Pennington Exhibit Remains at Princeton Art Guild


 
For more than 50 years, Eddie Pennington has had his thumb in some musical pie.
Whether it was on his dad’s fiddle at 9 years old, or his own ornate guitars picking like they used to do at the turn of the 20th century in Muhlenberg County’s coal country, the Princeton native and 2001 National Endowment for the Arts Heritage Fellow knows how to keep a tune.
So to see his life’s work and efforts on display at the Princeton Art Guild — courtesy of director Melissa Peek — has been a humbling, heartfelt journey into his past, present and future.

For the last two weeks, and for two weeks more, a small percentage of Pennington’s guitars, pictures and awards have been available for the public eye. Scores have already been in to pay a visit, and scores more will come.
Just as it seemed like the exhibit could hold no more, Pennington said he’d unearth another treasure or relic within his collection — bringing back untold memories worth remembering and sharing. Times spent playing in the Library Congress, The National Mall in Washington D.C, The Kennedy Center or the local Pennington Festival, which ran from 1997-2017.
His NEA Heritage Fellow award ranks among his top accolades, as he shares it with the likes of bluegrass musician Bill Monroe, blues guitarist and singer John Lee Hooker, banjo player Earl Scruggs, Appalachian fiddler Clyde Davenport and bluesman B.B. King.
It’s high company to be among, but not higher than the friends and family he’s made along the way. His son, Alonzo, is a successful accompaniment to Pennington and an award-winning guitarist in his own right, and Pennington’s grandson, Trigg County’s Caleb Coots, might not be far behind the curve.

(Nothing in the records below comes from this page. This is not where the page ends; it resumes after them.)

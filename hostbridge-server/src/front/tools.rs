//! MCP tool catalog and result translation
//!
//! Two tools are answered locally; every other tool call is forwarded to an
//! executor through the broker.

use serde::Deserialize;
use serde_json::{json, Value};

use super::error::McpError;
use super::protocol::{Tool, ToolResult};
use crate::broker::{Broker, BrokerError, CallOutcome, RoutingPolicy};

/// Connection and queue snapshot, answered locally
pub const STATUS_TOOL: &str = "bridge_status";

/// Recent executor events, answered locally
pub const RECENT_EVENTS_TOOL: &str = "bridge_recent_events";

const DEFAULT_EVENT_LIMIT: usize = 50;
const MAX_EVENT_LIMIT: usize = 500;

/// Get all tool definitions: local tools, then configured routes by name
pub fn get_tool_definitions(routing: &RoutingPolicy) -> Vec<Tool> {
    let mut tools = local_tool_definitions();
    tools.extend(
        routing
            .routes()
            .filter(|(name, _)| !is_local_tool(name))
            .map(|(name, route)| Tool {
                name: name.to_string(),
                description: route.description.clone().unwrap_or_else(|| {
                    format!("Runs on the {} executor", routing.preferred_kind(name))
                }),
                input_schema: route.input_schema.clone().unwrap_or_else(|| {
                    json!({
                        "type": "object",
                        "additionalProperties": true
                    })
                }),
            }),
    );
    tools
}

fn local_tool_definitions() -> Vec<Tool> {
    vec![
        Tool {
            name: STATUS_TOOL.into(),
            description: "Show connected executors, their queue depths and the number of pending calls".into(),
            input_schema: json!({
                "type": "object",
                "properties": {}
            }),
        },
        Tool {
            name: RECENT_EVENTS_TOOL.into(),
            description: "List recent events pushed by executors (logs, state changes)".into(),
            input_schema: json!({
                "type": "object",
                "properties": {
                    "since_seq": {
                        "type": "integer",
                        "description": "Only return events with a sequence number above this (default: 0)"
                    },
                    "limit": {
                        "type": "integer",
                        "description": "Maximum number of events, newest kept (default: 50, max: 500)"
                    }
                }
            }),
        },
    ]
}

pub fn is_local_tool(name: &str) -> bool {
    name == STATUS_TOOL || name == RECENT_EVENTS_TOOL
}

#[derive(Debug, Deserialize)]
struct RecentEventsArgs {
    #[serde(default)]
    since_seq: u64,
    #[serde(default)]
    limit: Option<usize>,
}

/// Answer a local tool; `None` when `name` is not local
pub fn call_local_tool(
    broker: &Broker,
    name: &str,
    arguments: &Value,
) -> Option<Result<ToolResult, McpError>> {
    match name {
        STATUS_TOOL => Some(pretty_result(&broker.status())),
        RECENT_EVENTS_TOOL => Some(recent_events(broker, arguments)),
        _ => None,
    }
}

fn recent_events(broker: &Broker, arguments: &Value) -> Result<ToolResult, McpError> {
    let args: RecentEventsArgs = if arguments.is_null() {
        RecentEventsArgs {
            since_seq: 0,
            limit: None,
        }
    } else {
        serde_json::from_value(arguments.clone())
            .map_err(|e| McpError::InvalidParams(format!("{}: {}", RECENT_EVENTS_TOOL, e)))?
    };
    let limit = args.limit.unwrap_or(DEFAULT_EVENT_LIMIT).min(MAX_EVENT_LIMIT);

    pretty_result(&broker.recent_events(args.since_seq, limit))
}

fn pretty_result<T: serde::Serialize>(value: &T) -> Result<ToolResult, McpError> {
    let text = serde_json::to_string_pretty(value)?;
    Ok(ToolResult::text(text))
}

/// Translate a forwarded call's outcome into an MCP tool result
pub fn outcome_to_result(outcome: CallOutcome) -> ToolResult {
    match outcome {
        Ok(response) if response.success => ToolResult::text(success_text(response.result)),
        Ok(response) => ToolResult::error(
            response
                .error
                .unwrap_or_else(|| "Unknown executor error".to_string()),
        ),
        Err(err) => broker_error_result(&err),
    }
}

/// Tool result for a broker-originated failure
pub fn broker_error_result(err: &BrokerError) -> ToolResult {
    let message = err.to_string();
    ToolResult::error(message.clone()).with_structured(json!({
        "error": {
            "code": err.code(),
            "message": message,
        }
    }))
}

fn success_text(result: Option<Value>) -> String {
    match result {
        None | Some(Value::Null) => "ok".to_string(),
        Some(Value::String(text)) => text,
        Some(other) => serde_json::to_string_pretty(&other).unwrap_or_else(|_| other.to_string()),
    }
}

#[cfg(test)]
mod tests {
    use super::*;
    use crate::config::{AppConfig, ToolRoute};
    use crate::front::protocol::ToolContent;
    use hostbridge_protocol::{BridgeEvent, PushPayload, RequestId, ToolCallResponse};
    use std::time::Duration;

    fn text_of(result: &ToolResult) -> &str {
        match &result.content[0] {
            ToolContent::Text { text } => text,
        }
    }

    // ==================== Catalog Tests ====================

    #[test]
    fn test_catalog_lists_local_and_routed_tools() {
        let mut config = AppConfig::default();
        config.routing.tools.insert(
            "inspect".into(),
            ToolRoute {
                kind: Some(hostbridge_protocol::ExecutorKind::Secondary),
                ..ToolRoute::default()
            },
        );
        config
            .routing
            .tools
            .insert(STATUS_TOOL.into(), ToolRoute::default());
        let broker = Broker::from_config(&config);

        let tools = get_tool_definitions(broker.routing());
        let names: Vec<_> = tools.iter().map(|t| t.name.as_str()).collect();
        assert_eq!(
            names,
            vec![STATUS_TOOL, RECENT_EVENTS_TOOL, "inspect", "run_script"]
        );

        let inspect = &tools[2];
        assert_eq!(inspect.description, "Runs on the secondary executor");
        assert_eq!(inspect.input_schema["type"], "object");
        assert_eq!(tools[3].description, "Run a script inside the host application");
    }

    #[test]
    fn test_all_tools_have_valid_schemas() {
        let broker = Broker::from_config(&AppConfig::default());
        for tool in get_tool_definitions(broker.routing()) {
            assert!(!tool.description.is_empty(), "{} has no description", tool.name);
            assert_eq!(tool.input_schema["type"], "object", "{}", tool.name);
        }
    }

    // ==================== Translation Tests ====================

    #[test]
    fn test_success_text_forms() {
        let id = RequestId::new();
        let result = outcome_to_result(Ok(ToolCallResponse::success(id, json!("hello"))));
        assert_eq!(text_of(&result), "hello");
        assert!(result.is_error.is_none());

        let result = outcome_to_result(Ok(ToolCallResponse::success(id, json!({"a": 1}))));
        assert_eq!(text_of(&result), "{\n  \"a\": 1\n}");

        let result = outcome_to_result(Ok(ToolCallResponse::success(id, json!(42))));
        assert_eq!(text_of(&result), "42");

        let mut empty = ToolCallResponse::success(id, Value::Null);
        empty.result = None;
        assert_eq!(text_of(&outcome_to_result(Ok(empty))), "ok");
    }

    #[test]
    fn test_executor_error_passes_through() {
        let result = outcome_to_result(Ok(ToolCallResponse::failure(
            RequestId::new(),
            "attempt to index nil",
        )));
        assert_eq!(result.is_error, Some(true));
        assert_eq!(text_of(&result), "attempt to index nil");
        assert!(result.structured_content.is_none());
    }

    #[test]
    fn test_broker_error_is_structured() {
        let result = outcome_to_result(Err(BrokerError::CallTimeout {
            tool: "run_script".into(),
            after: Duration::from_secs(30),
        }));
        assert_eq!(result.is_error, Some(true));
        let structured = result.structured_content.unwrap();
        assert_eq!(structured["error"]["code"], "call_timeout");
        assert!(structured["error"]["message"]
            .as_str()
            .unwrap()
            .contains("30s"));
    }

    // ==================== Local Tool Tests ====================

    #[test]
    fn test_status_tool() {
        let broker = Broker::from_config(&AppConfig::default());
        broker.register("1.0");

        let result = call_local_tool(&broker, STATUS_TOOL, &json!({}))
            .unwrap()
            .unwrap();
        let parsed: Value = serde_json::from_str(text_of(&result)).unwrap();
        assert_eq!(parsed["clients"][0]["kind"], "primary");
        assert_eq!(parsed["pending_calls"], 0);
    }

    #[test]
    fn test_recent_events_tool() {
        let broker = Broker::from_config(&AppConfig::default());
        let reg = broker.register("1.0");
        let events = (0..3)
            .map(|i| BridgeEvent {
                event_type: "log".into(),
                data: json!(i),
            })
            .collect();
        broker
            .push(
                reg.client_id,
                PushPayload {
                    responses: Vec::new(),
                    events,
                },
            )
            .unwrap();

        let result = call_local_tool(&broker, RECENT_EVENTS_TOOL, &json!({"since_seq": 1, "limit": 1}))
            .unwrap()
            .unwrap();
        let parsed: Value = serde_json::from_str(text_of(&result)).unwrap();
        assert_eq!(parsed.as_array().unwrap().len(), 1);
        assert_eq!(parsed[0]["seq"], 3);
        assert_eq!(parsed[0]["data"], 2);
    }

    #[test]
    fn test_recent_events_bad_args() {
        let broker = Broker::from_config(&AppConfig::default());
        let result = call_local_tool(&broker, RECENT_EVENTS_TOOL, &json!({"limit": "many"})).unwrap();
        assert!(matches!(result, Err(McpError::InvalidParams(_))));
    }

    #[test]
    fn test_non_local_tool() {
        let broker = Broker::from_config(&AppConfig::default());
        assert!(call_local_tool(&broker, "run_script", &json!({})).is_none());
    }
}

Something this exhibit has done for Pennington is, perhaps, invigorate him a bit artistically. In his words, health has played a big factor this last handful of years, but 2021 has been particularly kinder to him.
He recently performed at the Chet Atkins Appreciation Society Convention in Nashville, and he’d like to see the Pennington Festival revived at some point — though he well knows the undertaking and magnitude of such an event.

More pressing than the return of the Pennington Festival, or any possibilities around it however, is his desire to record an album with his grandson in Coots — someone he says has uncannily picked up those old thumb-picking styles born in Muhlenberg County nearly a century ago.

The Princeton Art Guild is open Tuesday-Saturday from 11 a.m.-2 p.m.

Family pickin’

One of the more enjoyable parts of Pennington’s career has been the ability to pass on his skill set to a son, grandson and granddaughter throughout the years.
But the comical part about it is that in Pennington’s own childhood, he had to wait until he was old enough to handle an instrument.